Last week, the Department of Justice announced an end to using private prisons to hold federal prisoners. This decision followed a scathing report which highlighted that private prisons are less safe, provide less services and programs, and do not substantially save on costs. This is a major victory for those who have fought to end prison privatization.

But don’t write off private prisons just yet.

The process will happen gradually over the next five years, as the DOJ advises the Federal Bureau of Prisons to decline contract renewals or substantially reduce the scope of contracts. Plus, this decision only affects federal prisoners.

At its highest capacity, the Federal Bureau of Prisons used private prisons to house approximately 15 percent of its population, just under 30,000 prisoners.

What Does This Mean For Ohio?

While the DOJ’s announcement is a clear warning to all states using private prison operators, it only goes so far. The policy change does not apply to immigration detention centers run by the Department of Homeland Security, or to state prisons with private operators or owners.

In Ohio, the Bureau of Prisons had already declined to renew its contract with the Corrections Corporation of America (CCA) for the privately-owned Northeast Ohio Correctional Center in Youngstown, Ohio. This decision wasn’t surprising―the facility had been riddled with problems since it opened in 1997. Within the first 14 months, the facility experienced 13 stabbings, two murders, and six escapes. Youngstown officials even sued CCA for its mismanagement of the facility. As a result, it temporarily shut down, only to later re-open again under CCA control. In 2014, the BOP decided not to renew its contract with CCA after multiple protests at the facility objecting to unsanitary food conditions, inadequate access to programming, and lack of medical care. Unfortunately, the U.S. Marshal Service still pays CCA to hold hundreds of detainees at this prison.

Ohio’s Failed Experiment with Prison Privatization

Ohio was the first, and is still, the only state to sell a prison to a private operator. Privatization was seen as a way to cut costs for our bloated prison system.

Ohio prisons hold over 50,000 people in a system built for less than 38,000.

Simply put – the experiment failed. The first 18 months that Lake Erie Correctional Institution was under CCA control were a failure. Drug use was rampant throughout the facility, contraband was being tossed over the perimeter fence, violence increased, and medical care deteriorated. It’s taken years for the facility to stabilize, and there are still problems.

Privatization is only in the best interest of those who make a profit. It does not benefit the staff, prisoners, local community members, or the state. The DOJ voiced these concerns loud and clear when it announced it will no longer contract with private prison operators.

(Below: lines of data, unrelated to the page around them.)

//! Neurons as a closed set of kinds.
//!
//! Each kind carries only the fields it uses: input neurons have no bias and
//! no incoming edges, output neurons have no outgoing edges and never drop
//! out. Kind-specific accessors return `Option` or an empty slice instead of
//! failing at runtime.

use crate::layers::synapse::{Synapse, SynapseRef};

/// Role of a neuron, and of the layer that holds it.
#[derive(Debug, Clone, Copy, PartialEq, Eq)]
pub enum LayerKind {
    Input,
    Hidden,
    Output,
}

/// Trainable and transient state of every non-input neuron.
#[derive(Debug, Clone, Default, PartialEq)]
pub struct NeuronState {
    pub bias: f64,
    /// Pre-activation of the last forward pass.
    pub input: f64,
    /// Backpropagated error of the last backward pass.
    pub error: f64,
    /// Bias gradient summed over the current batch.
    pub bias_gradient: f64,
}

impl NeuronState {
    fn with_bias(bias: f64) -> Self {
        Self {
            bias,
            ..Self::default()
        }
    }
}

#[derive(Debug, Clone, PartialEq)]
pub enum Neuron {
    Input {
        output: f64,
        dropped: bool,
        outgoing: Vec<SynapseRef>,
    },
    Hidden {
        output: f64,
        dropped: bool,
        state: NeuronState,
        incoming: Vec<Synapse>,
        outgoing: Vec<SynapseRef>,
    },
    Output {
        output: f64,
        state: NeuronState,
        incoming: Vec<Synapse>,
    },
}

impl Neuron {
    pub fn input() -> Self {
        Neuron::Input {
            output: 0.0,
            dropped: false,
            outgoing: Vec::new(),
        }
    }

    pub fn hidden(bias: f64) -> Self {
        Neuron::Hidden {
            output: 0.0,
            dropped: false,
            state: NeuronState::with_bias(bias),
            incoming: Vec::new(),
            outgoing: Vec::new(),
        }
    }

    pub fn output_neuron(bias: f64) -> Self {
        Neuron::Output {
            output: 0.0,
            state: NeuronState::with_bias(bias),
            incoming: Vec::new(),
        }
    }

    pub fn kind(&self) -> LayerKind {
        match self {
            Neuron::Input { .. } => LayerKind::Input,
            Neuron::Hidden { .. } => LayerKind::Hidden,
            Neuron::Output { .. } => LayerKind::Output,
        }
    }

    /// Activation value; meaningful only after a forward pass reached this neuron.
    pub fn output(&self) -> f64 {
        match self {
            Neuron::Input { output, .. }
            | Neuron::Hidden { output, .. }
            | Neuron::Output { output, .. } => *output,
        }
    }

    pub fn set_output(&mut self, value: f64) {
        match self {
            Neuron::Input { output, .. }
            | Neuron::Hidden { output, .. }
            | Neuron::Output { output, .. } => *output = value,
        }
    }

    pub fn is_dropped(&self) -> bool {
        match self {
            Neuron::Input { dropped, .. } | Neuron::Hidden { dropped, .. } => *dropped,
            Neuron::Output { .. } => false,
        }
    }

    /// Mark or unmark the neuron as dropped. Output neurons ignore this.
    pub fn set_dropped(&mut self, value: bool) {
        match self {
            Neuron::Input { dropped, .. } | Neuron::Hidden { dropped, .. } => *dropped = value,
            Neuron::Output { .. } => {}
        }
    }

    pub fn state(&self) -> Option<&NeuronState> {
        match self {
            Neuron::Input { .. } => None,
            Neuron::Hidden { state, .. } | Neuron::Output { state, .. } => Some(state),
        }
    }

    pub fn state_mut(&mut self) -> Option<&mut NeuronState> {
        match self {
            Neuron::Input { .. } => None,
            Neuron::Hidden { state, .. } | Neuron::Output { state, .. } => Some(state),
        }
    }

    pub fn bias(&self) -> Option<f64> {
        self.state().map(|s| s.bias)
    }

    pub fn input_value(&self) -> Option<f64> {
        self.state().map(|s| s.input)
    }

    pub fn error(&self) -> Option<f64> {
        self.state().map(|s| s.error)
    }

    pub fn bias_gradient(&self) -> Option<f64> {
        self.state().map(|s| s.bias_gradient)
    }

    /// Incoming synapses, in connection order. Empty for input neurons.
    pub fn incoming(&self) -> &[Synapse] {
        match self {
            Neuron::Input { .. } => &[],
            Neuron::Hidden { incoming, .. } | Neuron::Output { incoming, .. } => incoming,
        }
    }

    /// Outgoing edges. Empty for output neurons.
    pub fn outgoing(&self) -> &[SynapseRef] {
        match self {
            Neuron::Input { outgoing, .. } | Neuron::Hidden { outgoing, .. } => outgoing,
            Neuron::Output { .. } => &[],
        }
    }

    /// Both halves of a non-input neuron at once, for passes that read the
    /// edges while writing the state.
    pub fn state_and_incoming_mut(&mut self) -> Option<(&mut NeuronState, &mut [Synapse])> {
        match self {
            Neuron::Input { .. } => None,
            Neuron::Hidden {
                state, incoming, ..
            }
            | Neuron::Output {
                state, incoming, ..
            } => Some((state, incoming.as_mut_slice())),
        }
    }

    /// Append an incoming synapse and return its slot, or `None` for input neurons.
    pub(crate) fn push_incoming(&mut self, synapse: Synapse) -> Option<usize> {
        match self {
            Neuron::Input { .. } => None,
            Neuron::Hidden { incoming, .. } | Neuron::Output { incoming, .. } => {
                incoming.push(synapse);
                Some(incoming.len() - 1)
            }
        }
    }

    /// Record an outgoing edge. Returns `false` for output neurons.
    pub(crate) fn push_outgoing(&mut self, edge: SynapseRef) -> bool {
        match self {
            Neuron::Input { outgoing, .. } | Neuron::Hidden { outgoing, .. } => {
                outgoing.push(edge);
                true
            }
            Neuron::Output { .. } => false,
        }
    }
}

#[cfg(test)]
mod tests {
    use super::*;
    use crate::layers::synapse::NeuronRef;

    #[test]
    fn test_input_neuron_has_no_state() {
        let n = Neuron::input();
        assert_eq!(n.kind(), LayerKind::Input);
        assert!(n.bias().is_none());
        assert!(n.incoming().is_empty());
    }

    #[test]
    fn test_output_neuron_never_drops() {
        let mut n = Neuron::output_neuron(0.3);
        n.set_dropped(true);
        assert!(!n.is_dropped());
        assert_eq!(n.bias(), Some(0.3));
        assert!(n.outgoing().is_empty());
    }

    #[test]
    fn test_hidden_neuron_wiring() {
        let mut n = Neuron::hidden(0.0);
        assert_eq!(
            n.push_incoming(Synapse::new(NeuronRef::new(0, 0), 1.0)),
            Some(0)
        );
        assert_eq!(
            n.push_incoming(Synapse::new(NeuronRef::new(0, 1), 2.0)),
            Some(1)
        );
        assert!(n.push_outgoing(SynapseRef {
            destination: NeuronRef::new(2, 0),
            slot: 4,
        }));
        assert_eq!(n.incoming().len(), 2);
        assert_eq!(n.outgoing().len(), 1);

        n.set_dropped(true);
        assert!(n.is_dropped());
    }

    #[test]
    fn test_state_and_incoming_write_through() {
        assert!(Neuron::input().state_and_incoming_mut().is_none());

        let mut n = Neuron::hidden(0.5);
        n.push_incoming(Synapse::new(NeuronRef::new(0, 0), 1.0));
        let (state, incoming) = n.state_and_incoming_mut().unwrap();
        state.bias += incoming[0].weight();
        incoming[0].set_weight(-2.0);

        assert_eq!(n.bias(), Some(1.5));
        assert_eq!(n.incoming()[0].weight(), -2.0);
    }

    #[test]
    fn test_input_neuron_rejects_incoming() {
        let mut n = Neuron::input();
        assert!(n
            .push_incoming(Synapse::new(NeuronRef::new(0, 0), 1.0))
            .is_none());
    }
}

So why is Ohio on a dangerous path to sell another prison to a for-profit company?

Ending Prison Privatization in Ohio

Ohio now plans to sell a second prison to a private company. Last year, in a legislative sleight of hand, the sale of the North Central Correctional Complex in Marion, Ohio was inserted into an unrelated bill right before summer recess. Concerned citizens were given no opportunity to submit testimony or engage in public discussion, and the bill passed with little media coverage at the time.

Host a screening of our award winning documentary, Prisons for Profit for your class, social club, church, or community group.

For-profit prisons make more money as their populations grow. Our prisons are bursting at the seams at 130% capacity, even though recidivism rates are at an all-time low.  For-profit prisons create a perverse incentive to lock up more people because empty beds are money out the window. And while the purpose of prison should be safety and rehabilitation, a private prison operator’s mission is to make money. People should never be treated like dollar signs, and Ohio needs to stop feeding this system.

Ohio should end its failed experiment with privatization and invest in real, lasting criminal justice reform. We must strive to send less people to prison, for less time, while increasing cost-effective rehabilitation programs. The DOJ is ending its use of private prisons, and it’s time for Ohio to follow suit.